DIRECTIONS: Your answer should be every line of the entries that has the string "invalid" in it.

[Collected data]
────────

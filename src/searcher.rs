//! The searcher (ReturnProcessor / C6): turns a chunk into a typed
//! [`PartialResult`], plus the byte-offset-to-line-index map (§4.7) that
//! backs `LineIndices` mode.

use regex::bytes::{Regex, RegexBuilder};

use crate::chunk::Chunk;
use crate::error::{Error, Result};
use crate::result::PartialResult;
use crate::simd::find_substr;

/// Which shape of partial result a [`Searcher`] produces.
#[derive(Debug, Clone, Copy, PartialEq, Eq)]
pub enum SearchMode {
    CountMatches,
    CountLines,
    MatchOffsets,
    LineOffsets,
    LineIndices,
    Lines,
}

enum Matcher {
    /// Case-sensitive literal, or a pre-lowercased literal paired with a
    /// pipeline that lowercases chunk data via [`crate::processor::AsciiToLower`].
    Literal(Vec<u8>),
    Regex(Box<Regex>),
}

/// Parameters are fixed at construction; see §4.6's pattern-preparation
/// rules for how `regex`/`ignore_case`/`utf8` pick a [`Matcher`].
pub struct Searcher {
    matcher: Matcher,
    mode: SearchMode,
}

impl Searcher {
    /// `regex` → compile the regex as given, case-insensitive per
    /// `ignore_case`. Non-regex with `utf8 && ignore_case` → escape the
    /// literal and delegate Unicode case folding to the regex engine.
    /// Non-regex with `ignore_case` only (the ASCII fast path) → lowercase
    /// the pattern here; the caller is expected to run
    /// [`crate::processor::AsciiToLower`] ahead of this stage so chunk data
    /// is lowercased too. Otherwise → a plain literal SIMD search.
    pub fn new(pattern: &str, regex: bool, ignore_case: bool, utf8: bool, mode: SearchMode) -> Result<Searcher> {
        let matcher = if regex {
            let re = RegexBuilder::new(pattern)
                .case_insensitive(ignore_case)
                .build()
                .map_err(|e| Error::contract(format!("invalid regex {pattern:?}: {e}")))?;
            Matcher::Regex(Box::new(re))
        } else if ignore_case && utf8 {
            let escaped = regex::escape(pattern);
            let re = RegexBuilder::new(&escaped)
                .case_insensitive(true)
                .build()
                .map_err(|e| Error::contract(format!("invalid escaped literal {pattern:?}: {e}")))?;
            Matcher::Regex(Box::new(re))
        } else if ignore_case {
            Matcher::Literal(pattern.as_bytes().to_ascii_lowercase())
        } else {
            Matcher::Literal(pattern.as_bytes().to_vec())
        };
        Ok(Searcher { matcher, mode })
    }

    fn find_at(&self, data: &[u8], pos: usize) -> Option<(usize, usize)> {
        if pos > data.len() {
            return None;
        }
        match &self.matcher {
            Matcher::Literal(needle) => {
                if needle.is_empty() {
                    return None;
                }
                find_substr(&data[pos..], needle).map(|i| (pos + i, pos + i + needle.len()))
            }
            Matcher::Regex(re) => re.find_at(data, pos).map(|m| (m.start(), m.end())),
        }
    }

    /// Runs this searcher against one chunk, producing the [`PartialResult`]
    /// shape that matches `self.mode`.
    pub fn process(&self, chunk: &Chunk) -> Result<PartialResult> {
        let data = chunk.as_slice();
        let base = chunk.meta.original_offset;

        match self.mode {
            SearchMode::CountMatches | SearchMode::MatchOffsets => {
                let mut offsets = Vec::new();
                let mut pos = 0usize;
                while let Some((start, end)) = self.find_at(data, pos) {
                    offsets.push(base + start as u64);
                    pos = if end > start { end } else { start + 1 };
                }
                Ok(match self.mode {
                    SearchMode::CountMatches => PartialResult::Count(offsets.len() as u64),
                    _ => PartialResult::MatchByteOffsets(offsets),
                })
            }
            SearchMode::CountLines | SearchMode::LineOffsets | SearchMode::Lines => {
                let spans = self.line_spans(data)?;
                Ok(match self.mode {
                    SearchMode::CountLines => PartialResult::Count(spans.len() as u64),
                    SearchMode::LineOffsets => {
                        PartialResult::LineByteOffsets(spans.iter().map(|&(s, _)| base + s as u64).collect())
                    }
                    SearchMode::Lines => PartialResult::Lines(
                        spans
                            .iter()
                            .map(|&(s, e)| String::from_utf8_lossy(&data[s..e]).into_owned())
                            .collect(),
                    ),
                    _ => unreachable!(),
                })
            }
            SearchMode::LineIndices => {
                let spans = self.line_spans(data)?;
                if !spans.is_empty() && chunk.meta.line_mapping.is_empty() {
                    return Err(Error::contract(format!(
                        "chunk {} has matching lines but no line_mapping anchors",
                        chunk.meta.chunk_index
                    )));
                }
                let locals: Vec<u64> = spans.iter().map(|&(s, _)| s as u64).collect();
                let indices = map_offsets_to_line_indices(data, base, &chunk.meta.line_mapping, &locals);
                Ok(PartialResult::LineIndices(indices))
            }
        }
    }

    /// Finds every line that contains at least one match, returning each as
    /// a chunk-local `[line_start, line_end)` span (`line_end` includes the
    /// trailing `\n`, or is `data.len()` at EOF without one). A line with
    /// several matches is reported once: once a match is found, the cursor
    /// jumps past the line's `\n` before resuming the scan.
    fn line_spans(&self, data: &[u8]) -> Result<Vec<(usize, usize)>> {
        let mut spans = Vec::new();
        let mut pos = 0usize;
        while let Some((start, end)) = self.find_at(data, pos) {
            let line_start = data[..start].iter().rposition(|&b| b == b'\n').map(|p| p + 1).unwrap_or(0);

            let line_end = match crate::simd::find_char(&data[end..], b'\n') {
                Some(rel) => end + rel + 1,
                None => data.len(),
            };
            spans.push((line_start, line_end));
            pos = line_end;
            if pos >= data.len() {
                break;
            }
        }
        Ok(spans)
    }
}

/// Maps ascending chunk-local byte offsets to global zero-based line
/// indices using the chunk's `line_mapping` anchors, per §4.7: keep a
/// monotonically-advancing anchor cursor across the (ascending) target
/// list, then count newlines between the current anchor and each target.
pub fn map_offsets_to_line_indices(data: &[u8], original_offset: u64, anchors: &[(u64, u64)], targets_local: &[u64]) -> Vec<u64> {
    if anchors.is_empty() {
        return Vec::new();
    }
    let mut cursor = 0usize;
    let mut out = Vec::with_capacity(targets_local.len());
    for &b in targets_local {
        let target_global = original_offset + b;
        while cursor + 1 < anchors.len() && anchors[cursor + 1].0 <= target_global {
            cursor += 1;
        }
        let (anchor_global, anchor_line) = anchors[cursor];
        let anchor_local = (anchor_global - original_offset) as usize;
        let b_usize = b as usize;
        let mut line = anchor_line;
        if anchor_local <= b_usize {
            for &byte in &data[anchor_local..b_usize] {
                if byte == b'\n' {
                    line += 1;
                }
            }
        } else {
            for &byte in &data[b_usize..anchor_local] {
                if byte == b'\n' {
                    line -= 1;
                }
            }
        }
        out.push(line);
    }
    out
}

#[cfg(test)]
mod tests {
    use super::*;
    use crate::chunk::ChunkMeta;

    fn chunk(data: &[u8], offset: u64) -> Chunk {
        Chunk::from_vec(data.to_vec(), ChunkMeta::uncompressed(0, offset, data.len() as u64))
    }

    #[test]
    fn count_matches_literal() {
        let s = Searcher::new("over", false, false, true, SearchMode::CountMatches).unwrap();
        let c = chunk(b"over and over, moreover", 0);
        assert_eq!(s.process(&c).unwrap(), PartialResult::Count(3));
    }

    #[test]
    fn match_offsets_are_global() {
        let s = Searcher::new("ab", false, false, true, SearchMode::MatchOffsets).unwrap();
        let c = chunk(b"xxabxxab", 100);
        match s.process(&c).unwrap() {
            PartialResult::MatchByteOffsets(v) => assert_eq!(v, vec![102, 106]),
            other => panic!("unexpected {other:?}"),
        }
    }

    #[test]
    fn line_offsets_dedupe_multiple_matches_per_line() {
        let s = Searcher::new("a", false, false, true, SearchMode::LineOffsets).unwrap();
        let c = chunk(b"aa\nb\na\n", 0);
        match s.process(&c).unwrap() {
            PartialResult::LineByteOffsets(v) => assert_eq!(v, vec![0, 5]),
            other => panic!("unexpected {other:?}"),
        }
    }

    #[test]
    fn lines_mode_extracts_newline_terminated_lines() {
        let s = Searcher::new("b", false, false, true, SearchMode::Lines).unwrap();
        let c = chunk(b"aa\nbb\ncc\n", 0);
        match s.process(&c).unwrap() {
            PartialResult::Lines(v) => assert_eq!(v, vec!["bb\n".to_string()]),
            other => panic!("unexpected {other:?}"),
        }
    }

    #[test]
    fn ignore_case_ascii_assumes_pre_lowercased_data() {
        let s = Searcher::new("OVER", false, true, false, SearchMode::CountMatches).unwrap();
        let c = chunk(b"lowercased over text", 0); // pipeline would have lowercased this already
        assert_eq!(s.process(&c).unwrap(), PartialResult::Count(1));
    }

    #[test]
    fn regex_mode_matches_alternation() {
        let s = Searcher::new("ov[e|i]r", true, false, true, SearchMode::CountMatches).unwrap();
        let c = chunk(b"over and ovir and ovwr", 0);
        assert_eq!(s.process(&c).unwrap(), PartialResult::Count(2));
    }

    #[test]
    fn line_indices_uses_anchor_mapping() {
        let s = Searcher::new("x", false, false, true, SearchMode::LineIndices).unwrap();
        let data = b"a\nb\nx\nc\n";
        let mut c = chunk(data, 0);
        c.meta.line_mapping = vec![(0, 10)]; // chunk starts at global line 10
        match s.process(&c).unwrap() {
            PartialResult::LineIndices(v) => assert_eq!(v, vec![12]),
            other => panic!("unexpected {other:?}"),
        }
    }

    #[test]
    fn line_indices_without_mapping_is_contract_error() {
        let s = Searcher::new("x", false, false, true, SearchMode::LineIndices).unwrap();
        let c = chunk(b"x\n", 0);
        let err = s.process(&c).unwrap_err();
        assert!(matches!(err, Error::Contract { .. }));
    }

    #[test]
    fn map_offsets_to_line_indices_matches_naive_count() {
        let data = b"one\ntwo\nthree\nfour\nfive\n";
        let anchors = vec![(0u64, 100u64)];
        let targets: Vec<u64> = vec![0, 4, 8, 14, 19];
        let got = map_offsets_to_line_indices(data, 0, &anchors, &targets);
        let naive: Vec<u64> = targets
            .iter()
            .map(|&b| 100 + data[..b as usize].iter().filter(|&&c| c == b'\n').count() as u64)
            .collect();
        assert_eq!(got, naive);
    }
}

────────

EXERCISE OUTPUT:
                .map_err(|e| Error::contract(format!("invalid regex {pattern:?}: {e}")))?;
                .map_err(|e| Error::contract(format!("invalid escaped literal {pattern:?}: {e}")))?;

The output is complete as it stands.